Wine Palm (Borassus flabellifer)

Commonly known as Wine Palm or Sugar Palm, this palm is native to India, Sri Lanka, Southeast Asia, and New Guinea. 

The Sugar Palm is a tall, robust tree that can live more than 100 years and reach a height of 30m. The cylindrical trunk is ringed with leaf scars. It has large fan-shaped fronds that can be as wide as 3m across. The fronds are a bluish-green colour. The Sugar Palm is often skirted with a layer of brown dead fronds below the fronds. Sugar Palms are slow-growing, especially when they are young, but grow faster with age.

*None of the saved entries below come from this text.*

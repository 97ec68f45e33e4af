//! Engine tests: Rust source in, builder plans out.

use buildergen::{DEFAULT_NAMESPACE, Decision, GenerateError, UnitPlan, Universe, render_plan};
use buildergen_core::classify::Indirection;

const PKG: &str = "crate::model";

fn universe(units: &[(&str, &str)]) -> Universe {
    let mut universe = Universe::new();
    for (package, source) in units {
        let unit = buildergen_syntax::parse_file("model.rs", source, package).unwrap();
        universe.insert(unit);
    }
    universe
}

fn try_plan(source: &str) -> Result<UnitPlan, GenerateError> {
    buildergen_core::plan_unit(&universe(&[(PKG, source)]), PKG, DEFAULT_NAMESPACE)
}

fn plan(source: &str) -> UnitPlan {
    try_plan(source).unwrap()
}

fn builders(plan: &UnitPlan) -> Vec<&str> {
    plan.specs.iter().map(|s| s.builder.as_str()).collect()
}

fn decision<'p>(plan: &'p UnitPlan, record: &str, member: &str) -> &'p Decision {
    let spec = plan.specs.iter().find(|s| s.model == record).unwrap();
    &spec.fields.iter().find(|f| f.member == member).unwrap().decision
}

#[test]
fn test_eligibility() {
    let plan = plan(
        "pub struct Exported { pub a: u8 }
         struct Private { a: u8 }
         /// +builder-gen:ignore=true
         pub struct Ignored { pub a: u8 }
         pub struct Generic<T> { pub t: T }
         pub struct Unit;
         pub struct Tuple(pub u8);
         pub enum Mode { A }
         pub type Alias = Exported;
         pub type Other = Vec<Exported>;",
    );
    assert_eq!(builders(&plan), vec!["ExportedBuilder", "UnitBuilder", "AliasBuilder"]);
}

#[test]
fn test_ignore_last_occurrence_wins() {
    let plan = plan(
        "/// +builder-gen:ignore=true
         /// +builder-gen:ignore=false
         pub struct Kept { pub a: u8 }
         /// +builder-gen:ignore=false
         /// +builder-gen:ignore=true
         pub struct Dropped { pub a: u8 }",
    );
    assert_eq!(builders(&plan), vec!["KeptBuilder"]);
}

#[test]
fn test_directives_from_secondary_doc_block() {
    let plan = plan(
        "/// +builder-gen:new-call=first
         ///
         /// Order record.
         /// +builder-gen:new-call=second
         pub struct Order { pub id: u64 }",
    );
    assert_eq!(plan.specs[0].new_calls, vec!["first", "second"]);
}

#[test]
fn test_custom_namespace() {
    let source = "/// +custom:ignore=true\npub struct Order { pub id: u64 }";
    let universe = universe(&[(PKG, source)]);
    let custom = buildergen_core::plan_unit(&universe, PKG, "custom").unwrap();
    assert!(custom.is_empty());
    let default = buildergen_core::plan_unit(&universe, PKG, DEFAULT_NAMESPACE).unwrap();
    assert_eq!(default.specs.len(), 1);
}

#[test]
fn test_member_decisions() {
    let plan = plan(
        "use std::collections::{BTreeMap, HashMap};
         use crate::other::Money;

         pub struct Order {
             pub id: u64,
             pub total: Money,
             pub tags: Vec<String>,
             pub lines: Vec<Line>,
             pub boxed_lines: Vec<Box<Line>>,
             pub maybe_lines: Option<Vec<Line>>,
             pub by_sku: HashMap<String, Line>,
             pub by_line: BTreeMap<Line, Line>,
             pub counts: HashMap<String, u32>,
             pub note: Option<Box<Note>>,
             pub head: Line,
             pub boxed: Box<Line>,
             pub mode: Mode,
             pub wrapper: Wrapper<u8>,
             pub callback: fn(),
             pub nested: Option<Option<Line>>,
         }
         pub struct Line { pub sku: String }
         pub struct Note { pub text: String }
         pub struct Wrapper<T> { pub t: T }
         pub enum Mode { A }",
    );

    for setter in ["id", "total", "tags", "maybe_lines", "by_line", "counts", "mode", "wrapper"] {
        assert!(matches!(decision(&plan, "Order", setter), Decision::Setter), "{setter}");
    }
    for skipped in ["callback", "nested"] {
        assert!(matches!(decision(&plan, "Order", skipped), Decision::Skip), "{skipped}");
    }

    let Decision::AddToSequence { elem } = decision(&plan, "Order", "boxed_lines") else {
        panic!("boxed_lines should be an add");
    };
    assert_eq!(elem.builder, "LineBuilder");
    assert_eq!(elem.indirection, Indirection::Boxed);
    assert!(matches!(decision(&plan, "Order", "lines"), Decision::AddToSequence { .. }));

    let Decision::AddToMapping { container, value, .. } = decision(&plan, "Order", "by_sku") else {
        panic!("by_sku should be a map add");
    };
    assert!(container.is_ident("HashMap"));
    assert_eq!(value.builder, "LineBuilder");

    let Decision::Nested { nested, embedded, accessor } = decision(&plan, "Order", "note") else {
        panic!("note should be nested");
    };
    assert!(!nested.is_eager());
    assert!(!embedded);
    assert!(accessor);
    let Decision::Nested { nested, .. } = decision(&plan, "Order", "boxed") else {
        panic!("boxed should be nested");
    };
    assert!(nested.is_eager());
    assert_eq!(nested.indirection, Indirection::Boxed);

    let spec = &plan.specs[0];
    let methods: Vec<&str> = spec.fields.iter().map(|f| f.method.as_str()).collect();
    assert!(methods.contains(&"add_lines"));
    assert!(methods.contains(&"add_by_sku"));

    let skipped: Vec<String> = plan.diagnostics.iter().map(ToString::to_string).collect();
    assert_eq!(
        skipped,
        vec![
            "Order.callback: skipped, unsupported type: function pointer",
            "Order.nested: skipped, unsupported type: nested reference wrappers",
        ]
    );
}

#[test]
fn test_foreign_unit_records_get_setters() {
    let universe = universe(&[
        (PKG, "use crate::other::Line; pub struct Order { pub line: Line, pub lines: Vec<Line> }"),
        ("crate::other", "pub struct Line { pub sku: String }"),
    ]);
    let plan = buildergen_core::plan_unit(&universe, PKG, DEFAULT_NAMESPACE).unwrap();
    assert!(matches!(decision(&plan, "Order", "line"), Decision::Setter));
    assert!(matches!(decision(&plan, "Order", "lines"), Decision::Setter));

    let other = buildergen_core::plan_unit(&universe, "crate::other", DEFAULT_NAMESPACE).unwrap();
    assert_eq!(builders(&other), vec!["LineBuilder"]);
}

#[test]
fn test_renamed_import_of_own_module_is_local() {
    let plan = plan("use crate::model as m; pub struct Order { pub lines: Vec<m::Line> } pub struct Line;");
    assert!(matches!(decision(&plan, "Order", "lines"), Decision::AddToSequence { .. }));
}

#[test]
fn test_embedded_members_and_promotion() {
    let plan = plan(
        "/// +builder-gen:embedded-ignore-method=base,missing
         pub struct Outer {
             #[builder_gen(embed)]
             pub base: Base,
             #[builder_gen(embed)]
             pub extra: Option<Extra>,
         }
         pub struct Base { pub a: u8 }
         pub struct Extra { pub b: u8 }",
    );
    let Decision::Nested { embedded, accessor, .. } = decision(&plan, "Outer", "base") else {
        panic!("base should be nested");
    };
    assert!(embedded);
    assert!(!accessor);
    let Decision::Nested { accessor, .. } = decision(&plan, "Outer", "extra") else {
        panic!("extra should be nested");
    };
    assert!(accessor);

    let outer = &plan.specs[0];
    assert_eq!(outer.promoted, Some(0));
    assert_eq!(
        plan.diagnostics.iter().map(ToString::to_string).collect::<Vec<_>>(),
        vec!["Outer: `embedded-ignore-method` names `missing`, which is not an embedded member"]
    );
}

#[test]
fn test_two_eager_embeds_are_not_promoted() {
    let plan = plan(
        "pub struct Outer { #[serde(flatten)] pub a: A, #[serde(flatten)] pub b: B }
         pub struct A { pub x: u8 }
         pub struct B { pub y: u8 }",
    );
    assert_eq!(plan.specs[0].promoted, None);
}

#[test]
fn test_reserved_and_keyword_members() {
    let plan = plan("pub struct Job { pub new: bool, pub build: u8, pub r#type: u8, pub model: Part } pub struct Part;");
    let spec = &plan.specs[0];
    let methods: Vec<&str> = spec.fields.iter().map(|f| f.method.as_str()).collect();
    assert_eq!(methods, vec!["set_new", "set_build", "type", "model"]);
    assert_eq!(spec.model_field, "model_");
    assert_eq!(plan.diagnostics.len(), 2);
}

#[test]
fn test_clashing_method_names_are_renamed() {
    let plan = plan(
        "pub struct Order { pub items: Vec<Item>, pub add_items: u8, pub set_new: bool, pub new: bool }
         pub struct Item { pub qty: u32 }",
    );
    let spec = &plan.specs[0];
    let methods: Vec<&str> = spec.fields.iter().map(|f| f.method.as_str()).collect();
    assert_eq!(methods, vec!["add_items", "set_add_items", "set_new", "set_set_new"]);
    assert_eq!(
        plan.diagnostics.iter().map(ToString::to_string).collect::<Vec<_>>(),
        vec![
            "Order.add_items: method renamed to `set_add_items`, `add_items` is already taken",
            "Order.new: method renamed to `set_set_new`, `set_new` is already taken",
        ]
    );

    let file: syn::File = syn::parse2(plan.emit()).unwrap();
    let syn::Item::Impl(imp) = &file.items[1] else {
        panic!("expected the builder impl");
    };
    let mut names: Vec<String> = imp
        .items
        .iter()
        .filter_map(|item| match item {
            syn::ImplItem::Fn(f) => Some(f.sig.ident.to_string()),
            _ => None,
        })
        .collect();
    let total = names.len();
    names.sort();
    names.dedup();
    assert_eq!(names.len(), total);
}

#[test]
fn test_alias_cycle_is_an_error() {
    let err = try_plan("pub type A = B; pub type B = A; pub struct R { pub a: A }").unwrap_err();
    assert!(matches!(err, GenerateError::AliasCycle { .. }));
}

#[test]
fn test_invalid_new_call_is_an_error() {
    let err = try_plan("/// +builder-gen:new-call=do it\npub struct R { pub a: u8 }").unwrap_err();
    assert_eq!(
        err.to_string(),
        "invalid `new-call` directive on `R`: `do it` is not a method name"
    );
}

#[test]
fn test_unknown_package_is_an_error() {
    let err = buildergen_core::plan_unit(&Universe::new(), PKG, DEFAULT_NAMESPACE).unwrap_err();
    assert_eq!(err, GenerateError::UnknownPackage(PKG.to_string()));
}

#[test]
fn test_emitted_code_parses() {
    let plan = plan(
        "use std::collections::HashMap;
         pub struct Order {
             pub id: u64,
             pub lines: Vec<Line>,
             pub by_sku: HashMap<String, Box<Line>>,
             pub note: Option<Box<Line>>,
             #[builder_gen(embed)]
             pub base: Line,
         }
         pub(crate) struct Line { pub sku: String, pub r#in: bool }",
    );
    let file: syn::File = syn::parse2(plan.emit()).unwrap();
    let structs: Vec<String> = file
        .items
        .iter()
        .filter_map(|item| match item {
            syn::Item::Struct(s) => Some(s.ident.to_string()),
            _ => None,
        })
        .collect();
    assert_eq!(structs, vec!["OrderBuilder", "LineBuilder"]);
    let derefs = file
        .items
        .iter()
        .filter(|item| matches!(item, syn::Item::Impl(imp) if imp.trait_.is_some()))
        .count();
    // Default for both builders, Deref + DerefMut for the embedded base.
    assert_eq!(derefs, 4);
}

#[test]
fn test_render_plan_snapshot() {
    let plan = plan(
        "use crate::other::Money;

         /// +builder-gen:new-call=init
         pub struct Order {
             pub id: u64,
             pub total: Money,
             pub lines: Vec<Line>,
             pub notes: Option<Box<Note>>,
             pub callback: fn(),
         }

         pub struct Line {
             pub sku: String,
         }

         pub struct Note {
             pub text: String,
         }",
    );
    insta::assert_snapshot!(render_plan(&plan), @r"
    package crate::model
    OrderBuilder for Order
      new calls: init
      id: setter id [primitive]
      total: setter total [foreign type from crate::other]
      lines: add_lines() -> LineBuilder (value) [sequence of value record Line (local)]
      notes: notes() -> NoteBuilder (optional-boxed) [record Note (local)]
      callback: skipped [unsupported: function pointer]
    LineBuilder for Line
      sku: setter sku [primitive]
    NoteBuilder for Note
      text: setter text [primitive]
    diagnostics:
      Order.callback: skipped, unsupported type: function pointer
    ");
}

The male inflorescence at up to 2m long is massive, while the female inflorescence is unbranched and covered with sheath-like bracts.

The fruit is a globose drupe that resembles a coconut. They are three-sided when young, becoming more rounded with age. It has overlapping sepals capped at the base of the fruit. The outer covering is smooth, thin, leathery and dark purple, turning almost black after harvesting. Inside the fruit is a juicy mass of long, tough, and course white fibres coated with yellow or orange pulp. Within the mature seed is a solid white kernel which resembles coconut meat but is much harder. When the fruit is very young, this kernel is hollow, soft as jelly, and translucent like ice, and is accompanied by a watery liquid, sweetish and potable. 

The palm produces a sweet sap known as toddy which is obtained from tapping the tip of the inflorescence. The fruits, kernels, seeds, and seedlings can all be eaten.